We're Not the Stars of the Show

"Whales and redwoods both make us feel small and I think that's an important experience for humans to have at the hands of nature. We need to recognize that we are not the stars of the show. We're just another pretty face, just one species among millions more."
— Roger Payne in Talking on the Water

Big Miracle is based on a real-life incident in Alaska in 1988 during the Cold War. Adam Carlson (John Krasinski) is a local reporter in Barrow who has dreams of working in a more exciting locale. A Native Alaskan boy, Nathan, (Ahmaogak Sweeney) is the grandson of Malik (John Pingayak), an Iñupiat elder trying to keep the old ways of his people alive. But he faces an uphill battle since the youngster is already very much taken by heavy metal music and his Walkman.

One day while filming on the ice, Adam notices a strange sight. Investigating, he discovers that three California Gray whales are using a small break in the ice to surface for air; they are a good five miles from the open ocean and are essentially imprisoned by the ice. Adam breaks the story about their predicament, perfectly catching the drama of the situation. When his report is aired by Tom Brokaw on NBC Nightly News, with other reports following by Peter Jennings on ABC and Dan Rather on CBS, journalists from newspapers, magazines, and television head for Barrow. Soon the small community and its one hotel are overwhelmed by outsiders.

The Trapped Whales Get Global Attention

"More than 150 journalists from four continents representing at least 26 networks converged on the tiny Eskimo outpost of Barrow, Alaska, where on a chilly day the wind-whipped temperature can drop to 150 degrees below zero."
— from Tom Rose's Freeing the Whales: How the World Created the World's Greatest Non-Event, the book that Big Miracle, by screenwriters Jack Amiel and Michael Begler, is based on.

The plight of the whales catches the attention of Rachel Kramer (Drew Barrymore), a passionate Greenpeace activist who had a brief relationship with Adam. She has just come from a confrontation with J. W. McGraw (Ted Danson), an oil tycoon who has won leases to drill in the northern Arctic waters and also wants to drill in the Arctic National Wildlife Refuge. But his wife (Kathy Baker) slyly convinces her husband, considered by many to be a villain, that he could change his image if he moved his ice cutter to Barrow to help open a passage to the sea for the whales. A colonel (Dermot Mulroney), in the Alaska National Guard, is put in charge of this aspect of the whale rescue operation. A clever political aide in Ronald Reagan's White House (Vinessa Shaw) convinces the President to make a well-publicized phone call to the colonel commending him for his efforts.

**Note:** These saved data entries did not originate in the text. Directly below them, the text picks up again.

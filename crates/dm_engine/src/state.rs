// crates/dm_engine/src/state.rs

//! 模拟状态网格（SoA 布局）
//!
//! 每个物理量一块连续的 `Vec` 存储，行 `x` 起始偏移为 `x * ny_full`，
//! 所有数组共享同一 [`GridShape`]。
//!
//! # 生命周期
//!
//! - 形状只设置一次：已分配实例上的再次分配请求是**静默无操作**
//!   （刻意的幂等语义，不是疏漏）
//! - [`GridStore::release`] 幂等，释放后再次释放无副作用

use serde::{Deserialize, Serialize};

use dm_foundation::error::{DmError, DmResult};
use dm_foundation::grid::GridShape;
use dm_foundation::ensure;

use crate::window::ActiveWindow;

/// 模拟状态网格
///
/// 深度、填充率等量为 `f64`；滩面、阴影、上风标志为 `bool`；
/// 单元年龄为 `i32`。数值数组零初始化，滩面掩码默认非滩。
#[derive(Debug, Clone, Default, Serialize, Deserialize)]
pub struct GridStore {
    shape: GridShape,
    /// 单元宽度 [m]，两个轴共用同一间距
    cell_width: f64,

    /// 当前水深 [m]
    pub depth: Vec<f64>,
    /// 初始水深 [m]（外部播种，内核只读）
    pub init_depth: Vec<f64>,
    /// 单元填充率 [0, 1]
    pub percent_full: Vec<f64>,
    /// 岸线角 [rad]
    pub shoreline_angle: Vec<f64>,
    /// 环绕角 [rad]
    pub surrounding_angle: Vec<f64>,
    /// 入流沉积体积 [m³]
    pub volume_in: Vec<f64>,
    /// 出流沉积体积 [m³]
    pub volume_out: Vec<f64>,
    /// 单元年龄 [步]
    pub age: Vec<i32>,
    /// 滩面掩码（true = 全滩单元）
    pub beach: Vec<bool>,
    /// 阴影标志
    pub in_shadow: Vec<bool>,
    /// 上风标志
    pub up_wind: Vec<bool>,
}

/// 带失败检查的 `f64` 数组分配
fn alloc_f64(what: &'static str, len: usize) -> DmResult<Vec<f64>> {
    let mut v = Vec::new();
    v.try_reserve_exact(len)
        .map_err(|_| DmError::allocation(what, len))?;
    v.resize(len, 0.0);
    Ok(v)
}

/// 带失败检查的 `bool` 数组分配
fn alloc_bool(what: &'static str, len: usize) -> DmResult<Vec<bool>> {
    let mut v = Vec::new();
    v.try_reserve_exact(len)
        .map_err(|_| DmError::allocation(what, len))?;
    v.resize(len, false);
    Ok(v)
}

/// 带失败检查的 `i32` 数组分配
fn alloc_i32(what: &'static str, len: usize) -> DmResult<Vec<i32>> {
    let mut v = Vec::new();
    v.try_reserve_exact(len)
        .map_err(|_| DmError::allocation(what, len))?;
    v.resize(len, 0);
    Ok(v)
}

impl GridStore {
    /// 创建未分配的空状态
    pub fn new() -> Self {
        Self::default()
    }

    /// 分配所有状态数组
    ///
    /// 两个维度都必须非零。已分配的实例上再次调用是静默无操作，
    /// 永不重新分配。奇数 `ny_full` 向下取整为偶数（见 [`GridShape`]）。
    pub fn allocate(&mut self, nx: usize, ny_full: usize) -> DmResult<()> {
        if !self.shape.is_empty() {
            tracing::debug!(
                nx = self.shape.nx(),
                ny_full = self.shape.ny_full(),
                "网格已分配，忽略再次分配请求"
            );
            return Ok(());
        }
        ensure!(
            nx > 0 && ny_full > 0,
            DmError::invalid_input(format!("网格尺寸必须为正: ({nx}, {ny_full})"))
        );

        let shape = GridShape::new(nx, ny_full);
        ensure!(
            shape.len() > 0,
            DmError::invalid_input(format!("网格宽度 {ny_full} 截断后为空"))
        );
        let len = shape.len();

        self.depth = alloc_f64("depth", len)?;
        self.init_depth = alloc_f64("init_depth", len)?;
        self.percent_full = alloc_f64("percent_full", len)?;
        self.shoreline_angle = alloc_f64("shoreline_angle", len)?;
        self.surrounding_angle = alloc_f64("surrounding_angle", len)?;
        self.volume_in = alloc_f64("volume_in", len)?;
        self.volume_out = alloc_f64("volume_out", len)?;
        self.age = alloc_i32("age", len)?;
        self.beach = alloc_bool("beach", len)?;
        self.in_shadow = alloc_bool("in_shadow", len)?;
        self.up_wind = alloc_bool("up_wind", len)?;

        self.shape = shape;
        tracing::info!(nx, ny_full = shape.ny_full(), cells = len, "状态网格已分配");
        Ok(())
    }

    /// 播种初始水深（行主序拷贝到 `init_depth`）
    pub fn seed_depth(&mut self, values: &[f64]) -> DmResult<()> {
        ensure!(!self.shape.is_empty(), DmError::NotInitialized);
        DmError::check_size("init_depth", self.shape.len(), values.len())?;
        self.init_depth.copy_from_slice(values);
        Ok(())
    }

    /// 释放所有数组并将形状归零
    ///
    /// 幂等：重复调用无副作用。
    pub fn release(&mut self) {
        self.depth = Vec::new();
        self.init_depth = Vec::new();
        self.percent_full = Vec::new();
        self.shoreline_angle = Vec::new();
        self.surrounding_angle = Vec::new();
        self.volume_in = Vec::new();
        self.volume_out = Vec::new();
        self.age = Vec::new();
        self.beach = Vec::new();
        self.in_shadow = Vec::new();
        self.up_wind = Vec::new();
        self.shape = GridShape::EMPTY;
    }

    /// 网格形状
    #[inline]
    pub fn shape(&self) -> GridShape {
        self.shape
    }

    /// 是否已分配
    #[inline]
    pub fn is_allocated(&self) -> bool {
        !self.shape.is_empty()
    }

    /// 单元宽度 [m]
    #[inline]
    pub fn cell_width(&self) -> f64 {
        self.cell_width
    }

    /// 设置单元宽度 [m]
    pub fn set_cell_width(&mut self, dx: f64) -> DmResult<()> {
        ensure!(
            dx > 0.0 && dx.is_finite(),
            DmError::invalid_input(format!("单元宽度必须为正有限值: {dx}"))
        );
        self.cell_width = dx;
        Ok(())
    }

    /// 活动窗口视图
    #[inline]
    pub fn window(&self) -> ActiveWindow {
        ActiveWindow::new(self.shape, self.cell_width)
    }

    // ===== 单元访问 =====

    /// 当前水深 [m]
    #[inline]
    pub fn depth_at(&self, x: usize, y: usize) -> f64 {
        self.depth[self.shape.offset(x, y)]
    }

    /// 滩面掩码
    #[inline]
    pub fn is_beach(&self, x: usize, y: usize) -> bool {
        self.beach[self.shape.offset(x, y)]
    }

    /// 设置滩面掩码
    #[inline]
    pub fn set_beach(&mut self, x: usize, y: usize, flag: bool) {
        let i = self.shape.offset(x, y);
        self.beach[i] = flag;
    }

    /// 验证状态有效性（深度与填充率必须为有限值）
    pub fn validate(&self) -> DmResult<()> {
        for i in 0..self.shape.len() {
            if !self.depth[i].is_finite() {
                return Err(DmError::invalid_input(format!(
                    "水深异常 (NaN/Inf) 在单元 {i}"
                )));
            }
            if !self.percent_full[i].is_finite() {
                return Err(DmError::invalid_input(format!(
                    "填充率异常 (NaN/Inf) 在单元 {i}"
                )));
            }
        }
        Ok(())
    }
}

"Some of the new crusaders, young men and women [are] risking it all for seals, whales, you, and even invisible particles from the atmosphere. Transcending the boundaries of a world conceived only as resources and exploitation to a world streaming with life and vulnerability, they fight for nonhuman animals and elements as if life depended on it — because, in truth, it does. And in the age of despair and apathy, they shake the ground beneath the dominant class, flaunting glimmers of hope to the masses of another world possible."
— Emily Hunter, editor of The Next-Eco Warriors

Rachel demonstrates courage when she dons scuba equipment and plunges into the hole in order to see why the baby whale is having so much trouble surfacing. She is able to cut off a fishing net that is caught on his tail and is impeding his movement. When the Native council debates whether they should harvest the whales, Rachel goes on the attack. But she is forced to reframe her views when the Iñupiat hunters bring their expertise to the rescue mission. Malik reveals a spiritual sensitivity to the whales; he is able to intuit why they are acting as they are.

Strange things can happen when people of different political and social views work together. In one of the many magic moments in the story, Rachel is forced to admit to McGraw, "You're not as easy to hate as I thought." And when all the American resources can't meet the challenge, a Soviet icebreaker arrives to do battle with a large ice pack. The discussions about the political and public relations consequences of this move demonstrate that even during the Cold War, cooperation not competition is the way to go.

Ken Kwapis (The Sisterhood of the Traveling Pants, He's Just Not That Into You) directs this rescue drama with a keen sense of its multiple messages about whales, the media circus, the Western threat to the traditional Native Alaskan life, and the positive things that can happen when opposing individuals and groups band together for a common cause. The good can rise to the surface even when everyone seems to be there for self-interest.

Special features on the DVD include deleted scenes; "Truth is stronger than fiction"; and a feature commentary with director Ken Kwapis.